= YOUR INSTRUCTIONS =
Copy all lines below that use the word "ScenarioTrajectory".

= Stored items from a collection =
== == ==

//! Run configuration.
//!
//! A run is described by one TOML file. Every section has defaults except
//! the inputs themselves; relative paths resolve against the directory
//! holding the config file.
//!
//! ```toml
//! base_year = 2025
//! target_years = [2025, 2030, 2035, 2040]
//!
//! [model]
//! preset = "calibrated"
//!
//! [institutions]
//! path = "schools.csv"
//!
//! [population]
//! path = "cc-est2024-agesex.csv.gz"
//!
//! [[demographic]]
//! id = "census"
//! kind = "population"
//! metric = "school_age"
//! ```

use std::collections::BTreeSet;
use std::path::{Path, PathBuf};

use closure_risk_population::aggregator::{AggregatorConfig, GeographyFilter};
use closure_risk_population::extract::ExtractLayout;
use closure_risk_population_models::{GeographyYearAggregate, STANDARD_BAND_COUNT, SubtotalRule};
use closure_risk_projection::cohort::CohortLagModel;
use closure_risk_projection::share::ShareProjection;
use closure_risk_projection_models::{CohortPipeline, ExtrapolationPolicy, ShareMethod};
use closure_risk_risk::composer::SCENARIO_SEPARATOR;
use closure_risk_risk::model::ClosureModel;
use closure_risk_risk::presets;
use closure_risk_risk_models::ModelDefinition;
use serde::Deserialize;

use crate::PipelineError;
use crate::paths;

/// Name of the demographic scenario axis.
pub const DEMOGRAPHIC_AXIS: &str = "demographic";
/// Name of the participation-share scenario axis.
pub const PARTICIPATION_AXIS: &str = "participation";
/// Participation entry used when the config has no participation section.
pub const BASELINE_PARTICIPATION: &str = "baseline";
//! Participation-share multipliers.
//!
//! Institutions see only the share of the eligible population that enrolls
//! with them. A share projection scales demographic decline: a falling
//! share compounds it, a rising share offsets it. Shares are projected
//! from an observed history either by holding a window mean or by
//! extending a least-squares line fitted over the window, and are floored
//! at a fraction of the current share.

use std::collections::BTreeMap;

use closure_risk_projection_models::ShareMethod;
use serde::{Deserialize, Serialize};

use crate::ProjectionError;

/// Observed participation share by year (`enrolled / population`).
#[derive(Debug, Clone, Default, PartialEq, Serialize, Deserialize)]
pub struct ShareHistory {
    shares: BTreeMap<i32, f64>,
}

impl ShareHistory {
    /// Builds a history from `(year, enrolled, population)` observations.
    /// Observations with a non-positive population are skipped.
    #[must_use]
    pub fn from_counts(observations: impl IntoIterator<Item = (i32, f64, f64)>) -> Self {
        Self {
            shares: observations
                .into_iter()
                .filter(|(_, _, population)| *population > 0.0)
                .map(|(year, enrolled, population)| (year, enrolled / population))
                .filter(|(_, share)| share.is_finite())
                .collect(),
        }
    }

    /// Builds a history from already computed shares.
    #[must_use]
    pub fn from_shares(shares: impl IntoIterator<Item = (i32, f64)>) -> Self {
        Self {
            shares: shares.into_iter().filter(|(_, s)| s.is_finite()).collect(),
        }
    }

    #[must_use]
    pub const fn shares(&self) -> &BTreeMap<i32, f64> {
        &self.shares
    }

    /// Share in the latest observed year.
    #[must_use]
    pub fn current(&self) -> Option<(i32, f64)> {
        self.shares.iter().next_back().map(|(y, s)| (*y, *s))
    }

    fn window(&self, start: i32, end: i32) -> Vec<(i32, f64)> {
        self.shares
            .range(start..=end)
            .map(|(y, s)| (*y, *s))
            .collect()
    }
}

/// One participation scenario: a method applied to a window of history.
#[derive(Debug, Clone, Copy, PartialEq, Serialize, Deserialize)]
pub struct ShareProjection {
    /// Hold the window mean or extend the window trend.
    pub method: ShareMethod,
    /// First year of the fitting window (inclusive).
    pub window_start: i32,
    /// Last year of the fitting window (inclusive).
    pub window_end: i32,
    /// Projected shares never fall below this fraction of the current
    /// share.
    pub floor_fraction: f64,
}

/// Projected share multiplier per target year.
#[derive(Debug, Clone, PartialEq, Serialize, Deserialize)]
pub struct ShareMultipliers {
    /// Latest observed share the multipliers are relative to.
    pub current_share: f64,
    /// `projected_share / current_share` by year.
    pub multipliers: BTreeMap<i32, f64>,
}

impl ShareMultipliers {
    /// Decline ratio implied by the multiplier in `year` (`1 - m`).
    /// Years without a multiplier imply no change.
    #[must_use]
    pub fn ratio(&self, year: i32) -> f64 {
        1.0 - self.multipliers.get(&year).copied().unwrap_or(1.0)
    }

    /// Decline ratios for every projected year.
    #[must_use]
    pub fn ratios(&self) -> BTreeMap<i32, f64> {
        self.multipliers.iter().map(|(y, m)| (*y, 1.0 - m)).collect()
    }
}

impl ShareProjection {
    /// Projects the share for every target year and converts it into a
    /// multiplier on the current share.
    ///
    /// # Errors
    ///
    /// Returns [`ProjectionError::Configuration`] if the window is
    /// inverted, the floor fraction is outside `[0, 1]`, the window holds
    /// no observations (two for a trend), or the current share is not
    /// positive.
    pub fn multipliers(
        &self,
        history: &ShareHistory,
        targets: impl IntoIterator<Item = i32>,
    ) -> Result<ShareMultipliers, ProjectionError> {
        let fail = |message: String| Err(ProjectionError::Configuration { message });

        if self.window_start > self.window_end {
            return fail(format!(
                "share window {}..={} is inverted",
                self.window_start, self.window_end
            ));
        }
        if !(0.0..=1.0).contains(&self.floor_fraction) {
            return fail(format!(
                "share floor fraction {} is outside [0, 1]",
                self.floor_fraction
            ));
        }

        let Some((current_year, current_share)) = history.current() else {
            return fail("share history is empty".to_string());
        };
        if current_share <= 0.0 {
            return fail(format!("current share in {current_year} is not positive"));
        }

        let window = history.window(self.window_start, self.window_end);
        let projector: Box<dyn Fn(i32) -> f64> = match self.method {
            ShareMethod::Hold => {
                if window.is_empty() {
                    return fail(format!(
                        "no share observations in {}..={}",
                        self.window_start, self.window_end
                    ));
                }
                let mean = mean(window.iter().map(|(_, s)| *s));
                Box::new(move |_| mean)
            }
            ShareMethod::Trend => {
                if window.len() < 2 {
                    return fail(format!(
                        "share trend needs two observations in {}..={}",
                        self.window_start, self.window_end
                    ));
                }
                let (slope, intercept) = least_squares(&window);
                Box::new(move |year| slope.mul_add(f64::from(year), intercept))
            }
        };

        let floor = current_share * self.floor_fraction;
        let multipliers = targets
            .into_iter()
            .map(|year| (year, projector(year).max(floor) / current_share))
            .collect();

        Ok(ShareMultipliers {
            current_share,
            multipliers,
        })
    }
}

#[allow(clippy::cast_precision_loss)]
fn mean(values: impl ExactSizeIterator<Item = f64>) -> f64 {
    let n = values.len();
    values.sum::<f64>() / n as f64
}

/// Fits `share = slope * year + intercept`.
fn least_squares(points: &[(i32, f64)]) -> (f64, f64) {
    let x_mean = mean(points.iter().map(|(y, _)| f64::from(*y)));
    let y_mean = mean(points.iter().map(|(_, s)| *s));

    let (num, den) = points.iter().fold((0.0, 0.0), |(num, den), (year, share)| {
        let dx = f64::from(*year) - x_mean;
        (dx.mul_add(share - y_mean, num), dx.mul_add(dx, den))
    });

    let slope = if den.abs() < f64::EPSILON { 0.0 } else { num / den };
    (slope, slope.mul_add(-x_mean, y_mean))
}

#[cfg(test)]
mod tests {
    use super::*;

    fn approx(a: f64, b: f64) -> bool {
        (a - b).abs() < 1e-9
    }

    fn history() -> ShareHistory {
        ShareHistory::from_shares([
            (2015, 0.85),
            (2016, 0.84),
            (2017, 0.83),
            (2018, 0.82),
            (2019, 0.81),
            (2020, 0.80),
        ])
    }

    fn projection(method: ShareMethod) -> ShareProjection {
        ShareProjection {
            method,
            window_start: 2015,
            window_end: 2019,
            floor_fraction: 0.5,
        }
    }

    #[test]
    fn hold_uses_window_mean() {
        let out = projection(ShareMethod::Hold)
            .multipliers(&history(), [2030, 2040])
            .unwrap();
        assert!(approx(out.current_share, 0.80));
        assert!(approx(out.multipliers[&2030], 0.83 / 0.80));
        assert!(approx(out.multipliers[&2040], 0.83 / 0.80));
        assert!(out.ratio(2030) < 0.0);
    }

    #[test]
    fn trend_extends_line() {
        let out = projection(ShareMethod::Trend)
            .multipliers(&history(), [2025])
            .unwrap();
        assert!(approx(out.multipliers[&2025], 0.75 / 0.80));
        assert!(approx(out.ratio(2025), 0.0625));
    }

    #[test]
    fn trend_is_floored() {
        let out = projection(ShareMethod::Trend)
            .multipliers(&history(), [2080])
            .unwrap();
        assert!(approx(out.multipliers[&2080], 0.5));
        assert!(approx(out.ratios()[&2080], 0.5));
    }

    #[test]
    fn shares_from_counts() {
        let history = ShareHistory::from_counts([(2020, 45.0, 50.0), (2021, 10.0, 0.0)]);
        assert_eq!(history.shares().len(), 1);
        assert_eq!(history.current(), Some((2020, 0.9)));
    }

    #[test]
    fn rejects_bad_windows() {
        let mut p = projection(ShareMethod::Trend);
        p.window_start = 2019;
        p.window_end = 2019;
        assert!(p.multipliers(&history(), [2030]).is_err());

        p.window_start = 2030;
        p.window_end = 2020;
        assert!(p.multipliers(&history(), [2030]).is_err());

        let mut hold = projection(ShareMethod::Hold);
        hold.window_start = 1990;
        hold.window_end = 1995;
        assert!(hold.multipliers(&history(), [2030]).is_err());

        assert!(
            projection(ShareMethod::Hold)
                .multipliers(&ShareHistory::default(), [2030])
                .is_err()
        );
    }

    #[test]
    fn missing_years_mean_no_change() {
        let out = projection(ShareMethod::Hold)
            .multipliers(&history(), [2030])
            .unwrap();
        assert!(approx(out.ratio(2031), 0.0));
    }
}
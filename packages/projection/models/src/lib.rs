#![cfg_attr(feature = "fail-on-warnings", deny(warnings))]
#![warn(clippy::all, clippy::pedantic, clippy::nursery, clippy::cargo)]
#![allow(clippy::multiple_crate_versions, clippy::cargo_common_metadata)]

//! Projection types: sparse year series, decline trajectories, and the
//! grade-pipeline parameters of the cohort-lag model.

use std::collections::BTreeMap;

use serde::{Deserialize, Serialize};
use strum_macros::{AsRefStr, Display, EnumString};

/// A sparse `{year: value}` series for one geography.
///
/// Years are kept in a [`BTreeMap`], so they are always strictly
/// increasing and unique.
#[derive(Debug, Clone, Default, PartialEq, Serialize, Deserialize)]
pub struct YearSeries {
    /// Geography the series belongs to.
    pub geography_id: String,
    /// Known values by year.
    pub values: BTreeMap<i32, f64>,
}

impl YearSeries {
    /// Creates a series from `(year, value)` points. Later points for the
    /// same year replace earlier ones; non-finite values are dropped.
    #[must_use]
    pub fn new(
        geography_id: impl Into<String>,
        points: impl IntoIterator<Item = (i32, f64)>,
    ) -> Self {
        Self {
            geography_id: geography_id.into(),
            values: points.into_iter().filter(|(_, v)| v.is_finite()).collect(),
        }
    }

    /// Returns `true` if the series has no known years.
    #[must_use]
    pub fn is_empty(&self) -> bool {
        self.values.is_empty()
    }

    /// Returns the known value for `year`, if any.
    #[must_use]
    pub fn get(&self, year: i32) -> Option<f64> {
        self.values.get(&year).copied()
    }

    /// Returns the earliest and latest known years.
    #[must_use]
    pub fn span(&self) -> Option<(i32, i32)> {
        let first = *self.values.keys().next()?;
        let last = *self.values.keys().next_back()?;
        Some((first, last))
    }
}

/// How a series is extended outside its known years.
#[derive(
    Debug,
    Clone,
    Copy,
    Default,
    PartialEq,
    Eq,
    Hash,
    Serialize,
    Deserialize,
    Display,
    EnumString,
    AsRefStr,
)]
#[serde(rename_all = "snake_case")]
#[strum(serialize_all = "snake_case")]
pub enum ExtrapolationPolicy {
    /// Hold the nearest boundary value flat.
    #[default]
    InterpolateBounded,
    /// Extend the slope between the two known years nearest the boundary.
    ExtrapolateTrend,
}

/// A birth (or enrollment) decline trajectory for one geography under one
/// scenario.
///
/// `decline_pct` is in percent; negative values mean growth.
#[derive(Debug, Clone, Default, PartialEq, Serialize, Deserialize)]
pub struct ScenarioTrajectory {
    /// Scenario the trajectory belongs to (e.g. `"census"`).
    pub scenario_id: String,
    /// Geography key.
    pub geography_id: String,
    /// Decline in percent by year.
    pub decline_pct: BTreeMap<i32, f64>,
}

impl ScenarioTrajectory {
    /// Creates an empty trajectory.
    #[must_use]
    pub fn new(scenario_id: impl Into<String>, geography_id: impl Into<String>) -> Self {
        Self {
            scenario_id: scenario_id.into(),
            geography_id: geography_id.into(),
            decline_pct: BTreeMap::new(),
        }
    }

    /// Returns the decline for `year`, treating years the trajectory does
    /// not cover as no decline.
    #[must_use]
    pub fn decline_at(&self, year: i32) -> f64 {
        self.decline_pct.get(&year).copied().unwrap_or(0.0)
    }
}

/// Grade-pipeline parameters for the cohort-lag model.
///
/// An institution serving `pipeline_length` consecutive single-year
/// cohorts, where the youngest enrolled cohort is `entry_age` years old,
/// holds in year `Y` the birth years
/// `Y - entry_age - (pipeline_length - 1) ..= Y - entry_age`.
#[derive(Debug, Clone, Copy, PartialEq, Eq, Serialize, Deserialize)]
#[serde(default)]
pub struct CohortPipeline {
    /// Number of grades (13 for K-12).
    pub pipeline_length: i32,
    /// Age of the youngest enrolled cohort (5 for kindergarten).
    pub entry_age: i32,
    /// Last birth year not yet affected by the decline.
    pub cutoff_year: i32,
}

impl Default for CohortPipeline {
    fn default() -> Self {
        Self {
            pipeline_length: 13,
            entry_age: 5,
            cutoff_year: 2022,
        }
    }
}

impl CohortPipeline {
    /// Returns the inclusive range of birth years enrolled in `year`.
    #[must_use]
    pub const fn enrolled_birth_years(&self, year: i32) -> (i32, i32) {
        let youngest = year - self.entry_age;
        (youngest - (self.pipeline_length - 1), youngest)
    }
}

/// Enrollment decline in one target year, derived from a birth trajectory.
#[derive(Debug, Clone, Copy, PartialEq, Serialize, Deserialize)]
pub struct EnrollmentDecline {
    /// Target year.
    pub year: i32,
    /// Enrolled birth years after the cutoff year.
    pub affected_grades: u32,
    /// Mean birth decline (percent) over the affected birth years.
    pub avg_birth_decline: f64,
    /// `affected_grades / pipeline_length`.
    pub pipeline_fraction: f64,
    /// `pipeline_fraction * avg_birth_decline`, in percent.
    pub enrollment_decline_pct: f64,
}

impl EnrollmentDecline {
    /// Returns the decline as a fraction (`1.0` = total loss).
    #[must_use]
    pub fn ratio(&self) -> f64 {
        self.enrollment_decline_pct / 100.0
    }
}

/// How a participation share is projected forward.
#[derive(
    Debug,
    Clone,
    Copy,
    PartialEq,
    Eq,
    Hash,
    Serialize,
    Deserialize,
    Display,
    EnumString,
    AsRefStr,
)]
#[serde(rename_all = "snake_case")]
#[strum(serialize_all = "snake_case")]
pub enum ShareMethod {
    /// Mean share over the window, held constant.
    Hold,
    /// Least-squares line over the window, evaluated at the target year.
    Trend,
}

== == ==

= YOUR RESPONSE =
pub struct ScenarioTrajectory {
impl ScenarioTrajectory {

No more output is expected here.